United States District Court, D. Maryland

February 9, 2015

CORIZON INC., et al.


CATHERINE C. BLAKE, District Judge.

The history of this case is set out in the court's January 16, 2014 Order. (Order, ECF No. 31.) Presently pending are a motion to dismiss filed by the defendant Corizon, Inc. ("Corizon") (ECF No. 50) and a motion to dismiss or for summary judgment filed by the Maryland defendants[1] (ECF No. 57). For the reasons set forth below, both motions will be granted.
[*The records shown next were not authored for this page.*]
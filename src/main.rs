use clap::Parser;
use laby_solver::bin::ascii_utils::{render_ascii, render_status_line};
use laby_solver::{LabyError, Maze, MazeDescription};
use log::info;
use std::io::{self, BufRead, Write};
use std::path::PathBuf;
use std::process::ExitCode;

/// Résolution pas à pas d'un labyrinthe (parcours en profondeur avec retour arrière).
#[derive(Parser, Debug)]
#[command(version, about, long_about = None)]
struct Args {
    /// Fichier JSON décrivant le labyrinthe (labyrinthe 6x5 par défaut)
    #[arg(long)]
    maze: Option<PathBuf>,

    /// Résout sans attendre l'utilisateur
    #[arg(long)]
    auto: bool,

    /// Affiche l'état final en JSON
    #[arg(long)]
    json: bool,
}

fn draw(maze: &Maze) {
    println!("{}", render_ascii(maze));
    println!("{}", render_status_line(maze));
}

/// Un pas par appui sur Entrée, `q` pour quitter.
fn interactive(maze: &mut Maze) -> Result<(), LabyError> {
    let stdin = io::stdin();
    let mut lines = stdin.lock().lines();

    draw(maze);
    while !maze.status().is_terminal() {
        print!("Appuyez sur Entrée pour faire un pas (q pour quitter)... ");
        io::stdout().flush()?;
        let Some(line) = lines.next() else {
            break;
        };
        if line?.trim() == "q" {
            break;
        }
        let outcome = maze.advance_step()?;
        println!("{}", maze.outcome_json(&outcome));
        draw(maze);
    }
    Ok(())
}

fn run(args: &Args) -> Result<(), LabyError> {
    let description = MazeDescription::load(args.maze.as_deref())?;
    let mut maze = description.build()?;
    info!(
        "maze {}x{} loaded, start {:?}, end {:?}",
        description.width, description.height, description.start, description.end
    );

    if args.auto {
        let steps = maze.solve()?;
        draw(&maze);
        println!("{} pas", steps);
    } else {
        interactive(&mut maze)?;
    }

    if args.json {
        println!("{}", serde_json::to_string_pretty(&maze.snapshot())?);
    }
    Ok(())
}

fn main() -> ExitCode {
    env_logger::Builder::from_env(env_logger::Env::default().default_filter_or("info")).init();
    let args = Args::parse();

    match run(&args) {
        Ok(()) => ExitCode::SUCCESS,
        Err(e) => {
            eprintln!("Erreur: {}", e);
            ExitCode::FAILURE
        }
    }
}
use crate::bin::error::LabyError;
use crate::bin::maze::Maze;
use serde::{Deserialize, Serialize};
use std::fs;
use std::path::Path;

/// Labyrinthe 6x5 utilisé quand aucun fichier n'est fourni.
pub const DEFAULT_ENCODING: &str = concat!(
    "_ _   _| | |",
    "  _| |     |",
    "  _ _ _| | |",
    " |_     _|_|",
    "_ _ _|_ _ _|",
);

/// Tout ce qu'il faut pour construire et lancer un labyrinthe.
#[derive(Debug, Clone, PartialEq, Eq, Serialize, Deserialize)]
pub struct MazeDescription {
    pub encoding: String,
    pub width: usize,
    pub height: usize,
    pub start: (usize, usize),
    pub end: (usize, usize),
}

impl Default for MazeDescription {
    fn default() -> Self {
        Self {
            encoding: DEFAULT_ENCODING.to_string(),
            width: 6,
            height: 5,
            start: (0, 0),
            end: (5, 4),
        }
    }
}

impl MazeDescription {
    pub fn from_json_str(json: &str) -> Result<Self, LabyError> {
        Ok(serde_json::from_str(json)?)
    }

    pub fn from_file(path: impl AsRef<Path>) -> Result<Self, LabyError> {
        let content = fs::read_to_string(path)?;
        Self::from_json_str(&content)
    }

    /// Charge le fichier s'il est donné, sinon le labyrinthe par défaut.
    pub fn load(path: Option<&Path>) -> Result<Self, LabyError> {
        match path {
            Some(p) => Self::from_file(p),
            None => Ok(Self::default()),
        }
    }

    /// Construit le labyrinthe et place le départ et l'arrivée.
    pub fn build(&self) -> Result<Maze, LabyError> {
        let mut maze = Maze::new(&self.encoding, self.width, self.height)?;
        maze.set_start(self.start.0, self.start.1)?;
        maze.set_end(self.end.0, self.end.1)?;
        Ok(maze)
    }
}

#[cfg(test)]
mod tests {
    use super::*;
    use crate::bin::maze::SolveStatus;

    #[test]
    fn test_default_description_builds() {
        let maze = MazeDescription::default().build().unwrap();
        assert_eq!((maze.width(), maze.height()), (6, 5));
        assert_eq!(maze.start().map(|c| c.position()), Some((0, 0)));
        assert_eq!(maze.end().map(|c| c.position()), Some((5, 4)));
        assert_eq!(maze.status(), SolveStatus::Searching);
    }

    #[test]
    fn test_parse_json_description() {
        let json = r#"{"encoding": "_|", "width": 2, "height": 1, "start": [0, 0], "end": [1, 0]}"#;
        let desc = MazeDescription::from_json_str(json).unwrap();
        assert_eq!(desc.start, (0, 0));
        assert_eq!(desc.end, (1, 0));
        let mut maze = desc.build().unwrap();
        maze.solve().unwrap();
        assert_eq!(maze.status(), SolveStatus::NoSolution);
    }

    #[test]
    fn test_invalid_json_and_bad_end() {
        assert!(matches!(
            MazeDescription::from_json_str("{\"width\": 2"),
            Err(LabyError::Json(_))
        ));
        let desc = MazeDescription {
            end: (9, 9),
            ..MazeDescription::default()
        };
        assert!(matches!(desc.build(), Err(LabyError::OutOfBounds { .. })));
    }

    #[test]
    fn test_missing_file_is_io_error() {
        let res = MazeDescription::from_file("/nonexistent/laby.json");
        assert!(matches!(res, Err(LabyError::Io(_))));
        assert_eq!(MazeDescription::load(None).unwrap(), MazeDescription::default());
    }
}
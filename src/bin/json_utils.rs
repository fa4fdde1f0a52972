use serde_json::Value;

/// Commandes acceptées par le serveur.
#[derive(Debug, Clone, Copy, PartialEq, Eq)]
pub enum Command {
    Step,
    State,
    Solve,
}

pub fn parse_json(msg: &str) -> Result<Value, serde_json::Error> {
    serde_json::from_str(msg)
}

/// Reconnaît `"Step"` comme `{"Step": ...}` (idem pour `State` et `Solve`).
pub fn parse_command(json: &Value) -> Option<Command> {
    let name = match json {
        Value::String(s) => s.as_str(),
        Value::Object(map) if map.len() == 1 => map.keys().next()?.as_str(),
        _ => return None,
    };
    match name {
        "Step" => Some(Command::Step),
        "State" => Some(Command::State),
        "Solve" => Some(Command::Solve),
        _ => None,
    }
}
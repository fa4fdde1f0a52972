use crate::bin::direction::Direction;

/// Indice d'une case dans la grille (ligne par ligne).
pub type CellIndex = usize;

/// Représente une case du labyrinthe.
///
/// Une case connaît sa position, ses voisins (par indice dans la grille qui la
/// possède) et deux drapeaux posés pendant la résolution.
#[derive(Debug, Clone, PartialEq, Eq)]
pub struct Cell {
    x: usize,
    y: usize,
    visited: bool,
    dead_end: bool,
    /// Voisins dans l'ordre haut, droite, bas, gauche.
    neighbors: [Option<CellIndex>; 4],
}

impl Cell {
    /// Crée une case à la position (x, y), sans voisin ni drapeau.
    ///
    /// La position n'est plus modifiable ensuite.
    pub fn new(x: usize, y: usize) -> Self {
        Self {
            x,
            y,
            visited: false,
            dead_end: false,
            neighbors: [None; 4],
        }
    }

    pub fn x(&self) -> usize {
        self.x
    }

    pub fn y(&self) -> usize {
        self.y
    }

    pub fn position(&self) -> (usize, usize) {
        (self.x, self.y)
    }

    /// Marque la case comme visitée.
    pub fn mark_visited(&mut self) {
        self.visited = true;
    }

    /// Marque la case comme impasse.
    pub fn mark_dead_end(&mut self) {
        self.dead_end = true;
    }

    pub fn is_visited(&self) -> bool {
        self.visited
    }

    pub fn is_dead_end(&self) -> bool {
        self.dead_end
    }

    /// Voisin dans la direction donnée, s'il existe.
    pub fn neighbor(&self, direction: Direction) -> Option<CellIndex> {
        self.neighbors[direction.index()]
    }

    pub fn up(&self) -> Option<CellIndex> {
        self.neighbor(Direction::North)
    }

    pub fn right(&self) -> Option<CellIndex> {
        self.neighbor(Direction::East)
    }

    pub fn down(&self) -> Option<CellIndex> {
        self.neighbor(Direction::South)
    }

    pub fn left(&self) -> Option<CellIndex> {
        self.neighbor(Direction::West)
    }

    /// Nombre de liens posés.
    pub fn link_count(&self) -> usize {
        self.neighbors.iter().filter(|n| n.is_some()).count()
    }

    /// Pose le lien dans une direction si elle est encore libre.
    ///
    /// Retourne `false` (sans rien changer) si un voisin était déjà posé.
    pub(crate) fn set_neighbor(&mut self, direction: Direction, index: CellIndex) -> bool {
        let slot = &mut self.neighbors[direction.index()];
        if slot.is_some() {
            return false;
        }
        *slot = Some(index);
        true
    }
}
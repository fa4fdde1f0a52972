/*!
 * # Affichage ASCII du labyrinthe
 *
 * Chaque case occupe 3 colonnes et 2 lignes :
 *
 * ```text
 * +--+--+
 * |S    |
 * +  +--+
 * |   E |
 * +--+--+
 * ```
 *
 * Un lien absent est dessiné comme un mur, le bord extérieur est toujours fermé.
 */

use crate::bin::cell::{Cell, CellIndex};
use crate::bin::maze::Maze;

/// Caractère affiché au centre d'une case.
fn cell_marker(maze: &Maze, index: CellIndex, cell: &Cell, on_path: &[bool]) -> char {
    let is = |other: Option<&Cell>| other.map(Cell::position) == Some(cell.position());

    if is(maze.current()) {
        '@'
    } else if is(maze.start()) {
        'S'
    } else if is(maze.end()) {
        'E'
    } else if on_path[index] {
        'o'
    } else if cell.is_dead_end() {
        'x'
    } else if cell.is_visited() {
        '.'
    } else {
        ' '
    }
}

/// Génère une représentation ASCII du labyrinthe et de son chemin courant.
pub fn render_ascii(maze: &Maze) -> String {
    let grid = maze.grid();
    let (width, height) = (grid.width(), grid.height());

    let mut on_path = vec![false; grid.len()];
    for &i in maze.path() {
        on_path[i] = true;
    }

    let mut lines = Vec::with_capacity(2 * height + 1);
    lines.push(format!("+{}", "--+".repeat(width)));

    for y in 0..height {
        let mut middle = String::from("|");
        let mut bottom = String::from("+");
        for x in 0..width {
            let Some(index) = grid.index_of(x, y) else {
                continue;
            };
            let cell = &grid.cells()[index];

            middle.push(cell_marker(maze, index, cell, &on_path));
            middle.push(' ');
            middle.push(if cell.right().is_some() { ' ' } else { '|' });

            bottom.push_str(if cell.down().is_some() { "  " } else { "--" });
            bottom.push('+');
        }
        lines.push(middle);
        lines.push(bottom);
    }

    lines.join("\n")
}

/// Ligne de résumé affichée sous le labyrinthe.
pub fn render_status_line(maze: &Maze) -> String {
    let current = match maze.current() {
        Some(cell) => format!("({}, {})", cell.x(), cell.y()),
        None => "-".to_string(),
    };
    format!(
        "{} - longueur du chemin {} - case courante {}",
        maze.status().name(),
        maze.path().len(),
        current
    )
}

#[cfg(test)]
mod tests {
    use super::*;

    fn small_maze() -> Maze {
        let mut maze = Maze::new("  _|_ ", 2, 2).unwrap();
        maze.set_start(0, 0).unwrap();
        maze.set_end(1, 1).unwrap();
        maze
    }

    #[test]
    fn test_render_walls_and_markers() {
        let maze = small_maze();
        let expected = [
            "+--+--+",
            "|@    |",
            "+  +--+",
            "|   E |",
            "+--+--+",
        ]
        .join("\n");
        assert_eq!(render_ascii(&maze), expected);
    }

    #[test]
    fn test_render_path_and_dead_ends() {
        let mut maze = small_maze();
        maze.advance_step().unwrap(); // vers (1,0)
        maze.advance_step().unwrap(); // impasse, retour
        maze.advance_step().unwrap(); // vers (0,1)
        let expected = [
            "+--+--+",
            "|S  x |",
            "+  +--+",
            "|@  E |",
            "+--+--+",
        ]
        .join("\n");
        assert_eq!(render_ascii(&maze), expected);

        maze.solve().unwrap();
        let rendered = render_ascii(&maze);
        assert!(rendered.contains("|o  @ |"));
    }

    #[test]
    fn test_status_line() {
        let mut maze = Maze::new("_|", 2, 1).unwrap();
        maze.set_start(0, 0).unwrap();
        maze.set_end(1, 0).unwrap();
        assert_eq!(
            render_status_line(&maze),
            "Searching - longueur du chemin 1 - case courante (0, 0)"
        );
        maze.advance_step().unwrap();
        assert_eq!(
            render_status_line(&maze),
            "NoSolution - longueur du chemin 0 - case courante -"
        );
    }
}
When ruling on a motion under Rule 12(b)(6), the court must "accept the well-pled allegations of the complaint as true, " and "construe the facts and reasonable inferences derived therefrom in the light most favorable to the plaintiff." Ibarra v. United States, 120 F.3d 472, 474 (4th Cir. 1997). "Even though the requirements for pleading a proper complaint are substantially aimed at assuring that the defendant be given adequate notice of the nature of a claim being made against him, they also provide criteria for defining issues for trial and for early disposition of inappropriate complaints." Francis v. Giacomelli, 588 F.3d 186, 192 (4th Cir. 2009). "The mere recital of elements of a cause of action, supported only by conclusory statements, is not sufficient to survive a motion made pursuant to Rule 12(b)(6)." Walters v. McMahen, 684 F.3d 435, 439 (4th Cir. 2012) (citing Ashcroft v. Iqbal, 556 U.S. 662, 678 (2009)). To survive a motion to dismiss, the factual allegations of a complaint "must be enough to raise a right to relief above the speculative level on the assumption that all the allegations in the complaint are true (even if doubtful in fact)." Bell Atlantic Corp. v. Twombly, 550 U.S. 544, 555 (2007) (internal citations omitted). "[A] plaintiff need not forecast' evidence sufficient to prove the elements of the claim. However, the complaint must allege sufficient facts to establish those elements [and] advance the plaintiff's claim across the line from conceivable to plausible.'" Walters, 684 F.3d at 439 (citations omitted) (quoting Twombly, 550 U.S. at 570).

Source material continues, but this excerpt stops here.